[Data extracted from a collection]
• • • • • • •
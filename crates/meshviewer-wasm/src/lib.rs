//! Browser binding of the 2D mesh viewer.
//!
//! ```js
//! import init, { MeshViewer } from "./pkg/meshviewer_wasm.js";
//! await init();
//! const viewer = new MeshViewer("mesh", { shrink: 0.9 });
//! viewer.loadData(["data/rank0.json", "data/rank1.json"]);
//! ```

use wasm_bindgen::prelude::*;

mod dom;
mod events;
mod fetch;
mod viewer;

pub use viewer::MeshViewer;

/// Initialize WASM module with panic hook and logging
#[wasm_bindgen(start)]
pub fn init() {
    console_error_panic_hook::set_once();
    tracing_wasm::set_as_global_default();
    tracing::info!("mesh viewer initialized");
}

/// Version info
#[wasm_bindgen(js_name = getVersion)]
pub fn get_version() -> String {
    env!("CARGO_PKG_VERSION").to_string()
}
//! Server configuration from the environment.

use std::net::SocketAddr;
use std::path::PathBuf;

const DEFAULT_ADDR: &str = "0.0.0.0:3001";

#[derive(Debug, Clone)]
pub struct ServerConfig {
    pub addr: SocketAddr,
    /// Directory holding the mesh data files (`*.json`).
    pub data_dir: PathBuf,
    /// Directory holding `index.html` and the wasm bundle.
    pub web_dir: PathBuf,
}

impl ServerConfig {
    /// Read `MESHVIEWER_ADDR`, `MESHVIEWER_DATA_DIR` and `MESHVIEWER_WEB_DIR`.
    pub fn from_env() -> Result<Self, String> {
        Self::from_lookup(|key| std::env::var(key).ok())
    }

    fn from_lookup(get: impl Fn(&str) -> Option<String>) -> Result<Self, String> {
        let addr = get("MESHVIEWER_ADDR").unwrap_or_else(|| DEFAULT_ADDR.to_string());
        let addr = addr
            .parse()
            .map_err(|e| format!("invalid MESHVIEWER_ADDR '{addr}': {e}"))?;
        Ok(Self {
            addr,
            data_dir: get("MESHVIEWER_DATA_DIR").unwrap_or_else(|| "data".into()).into(),
            web_dir: get("MESHVIEWER_WEB_DIR").unwrap_or_else(|| "web".into()).into(),
        })
    }
}

#[cfg(test)]
mod tests {
    use super::*;

    #[test]
    fn test_defaults() {
        let config = ServerConfig::from_lookup(|_| None).unwrap();
        assert_eq!(config.addr.port(), 3001);
        assert_eq!(config.data_dir, PathBuf::from("data"));
        assert_eq!(config.web_dir, PathBuf::from("web"));
    }

    #[test]
    fn test_overrides_and_bad_addr() {
        let config = ServerConfig::from_lookup(|key| match key {
            "MESHVIEWER_ADDR" => Some("127.0.0.1:8080".into()),
            "MESHVIEWER_DATA_DIR" => Some("/srv/meshes".into()),
            _ => None,
        })
        .unwrap();
        assert_eq!(config.addr.port(), 8080);
        assert_eq!(config.data_dir, PathBuf::from("/srv/meshes"));

        assert!(ServerConfig::from_lookup(|_| Some("nope".into())).is_err());
    }
}
use std::sync::Arc;

use axum::{routing::get, Router};
use tower_http::{cors::CorsLayer, services::ServeDir, trace::TraceLayer};

mod config;
mod meshes;
mod routes;

use config::ServerConfig;

#[derive(Clone)]
pub struct AppState {
    pub config: Arc<ServerConfig>,
}

fn app(state: AppState) -> Router {
    let data = ServeDir::new(&state.config.data_dir);
    let web = ServeDir::new(&state.config.web_dir);

    Router::new()
        .route("/api/health", get(routes::health))
        .route("/api/meshes", get(routes::list_meshes))
        .route("/api/meshes/{file}", get(routes::mesh_summary))
        .nest_service("/data", data)
        .fallback_service(web)
        .layer(TraceLayer::new_for_http())
        .layer(CorsLayer::permissive())
        .with_state(state)
}

#[tokio::main]
async fn main() {
    tracing_subscriber::fmt()
        .with_env_filter(
            tracing_subscriber::EnvFilter::try_from_default_env()
                .unwrap_or_else(|_| "meshviewer_server=info,tower_http=info".into()),
        )
        .init();

    let config = match ServerConfig::from_env() {
        Ok(config) => config,
        Err(e) => {
            tracing::error!("Configuration error: {e}");
            std::process::exit(2);
        }
    };
    let addr = config.addr;
    tracing::info!(
        "Serving meshes from {} and page from {}",
        config.data_dir.display(),
        config.web_dir.display()
    );

    let state = AppState {
        config: Arc::new(config),
    };

    let listener = match tokio::net::TcpListener::bind(addr).await {
        Ok(listener) => listener,
        Err(e) => {
            tracing::error!("Failed to bind {addr}: {e}");
            std::process::exit(1);
        }
    };
    tracing::info!("Server running on http://{addr}");
    if let Err(e) = axum::serve(listener, app(state)).await {
        tracing::error!("Server error: {e}");
    }
}
//! Headless viewer harness.
//!
//! Drives a [`ViewerCore`] the way the browser binding does (fetch results
//! arriving one by one, a viewport that can be resized, pointer gestures)
//! and records how often the render pipeline would have run.

use kurbo::{Point, Size};

use crate::config::ViewerConfig;
use crate::error::{LoadError, LoadResult};
use crate::scene::{Scene, ZoneElement};
use crate::view::ViewBox;
use crate::viewer::{Delivery, ViewerCore};
use crate::zoom::ZoomTransform;

/// Headless viewer — core state plus a simulated viewport
pub struct ViewerHarness {
    core: ViewerCore,
    viewport: Size,
    pipeline_runs: usize,
    transform: Option<ZoomTransform>,
}

impl ViewerHarness {
    /// Harness with the default config and an 800x600 viewport.
    pub fn new(name: &str) -> Self {
        Self::with_config(name, ViewerConfig::default(), Size::new(800.0, 600.0))
            .unwrap_or_else(|_| unreachable!("default config is valid"))
    }

    pub fn with_config(name: &str, config: ViewerConfig, viewport: Size) -> Result<Self, String> {
        let core = ViewerCore::new(name, config).map_err(|e| e.to_string())?;
        Ok(Self {
            core,
            viewport,
            pipeline_runs: 0,
            transform: None,
        })
    }

    // ── Loading ───────────────────────────────────────────────

    pub fn load_data(&mut self, sources: &[&str]) -> LoadResult<()> {
        self.core
            .begin_load(sources.iter().map(|s| s.to_string()).collect())
    }

    /// Deliver a successful fetch of source `index`.
    pub fn arrive(&mut self, index: usize, payload: &str) -> Delivery {
        self.deliver(index, Ok(payload.to_string()))
    }

    /// Deliver a transport failure for source `index`.
    pub fn fail(&mut self, index: usize, reason: &str) -> Delivery {
        let source_id = self.core.source(index).unwrap_or_default().to_string();
        self.deliver(
            index,
            Err(LoadError::Fetch {
                source_id,
                reason: reason.to_string(),
            }),
        )
    }

    fn deliver(&mut self, index: usize, payload: LoadResult<String>) -> Delivery {
        let delivery = self.core.deliver(index, payload);
        if delivery == Delivery::Ready {
            self.run_pipeline();
        }
        delivery
    }

    /// Equivalent of the DOM scaffold + zones + initial view box.
    fn run_pipeline(&mut self) {
        let viewport = self.viewport;
        if let Some(scene) = self.core.scene_mut() {
            let (_, transform) = scene.setup_view_box(viewport);
            self.transform = Some(transform);
            self.pipeline_runs += 1;
        }
    }

    // ── Queries ───────────────────────────────────────────────

    pub fn pipeline_runs(&self) -> usize {
        self.pipeline_runs
    }

    pub fn scene(&self) -> Option<&Scene> {
        self.core.scene()
    }

    pub fn error(&self) -> Option<&str> {
        self.core.error()
    }

    pub fn elements(&self) -> &[ZoneElement] {
        self.core.scene().map(Scene::elements).unwrap_or(&[])
    }

    pub fn view_box(&self) -> Option<ViewBox> {
        self.core.scene().map(Scene::view_box)
    }

    /// Transform last applied to the mesh group.
    pub fn transform(&self) -> Option<ZoomTransform> {
        self.transform
    }

    /// Tooltip text for the element with `dom_id`.
    pub fn hover(&self, dom_id: &str) -> Option<String> {
        let scene = self.core.scene()?;
        let element = scene.element_by_dom_id(dom_id)?;
        scene.tooltip_for(&element.id)
    }

    // ── Interaction ───────────────────────────────────────────

    pub fn resize(&mut self, width: f64, height: f64) -> Option<ViewBox> {
        self.viewport = Size::new(width, height);
        let viewport = self.viewport;
        self.core
            .scene_mut()
            .map(|scene| scene.update_view_box(viewport))
    }

    /// Wheel at a pixel offset inside the viewport.
    pub fn wheel(&mut self, at_px: Point, delta_y: f64) -> Option<ZoomTransform> {
        let viewport = self.viewport;
        let scene = self.core.scene_mut()?;
        let anchor = scene.view_box().pixel_to_user(at_px, viewport);
        let t = scene.zoom_mut().wheel(delta_y, false, anchor);
        self.transform = Some(t);
        Some(t)
    }

    /// Drag between two pixel offsets.
    pub fn drag(&mut self, from_px: Point, to_px: Point) -> Option<ZoomTransform> {
        let viewport = self.viewport;
        let scene = self.core.scene_mut()?;
        let view_box = scene.view_box();
        let zoom = scene.zoom_mut();
        zoom.drag_start(view_box.pixel_to_user(from_px, viewport));
        let t = zoom.drag_move(view_box.pixel_to_user(to_px, viewport));
        zoom.drag_end();
        if t.is_some() {
            self.transform = t;
        }
        t
    }
}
• • • • • • •
Exercise: Check each line of the entries for the string "AppState". Copy the lines that have it.

Response to this task:
pub struct AppState {
fn app(state: AppState) -> Router {
    let state = AppState {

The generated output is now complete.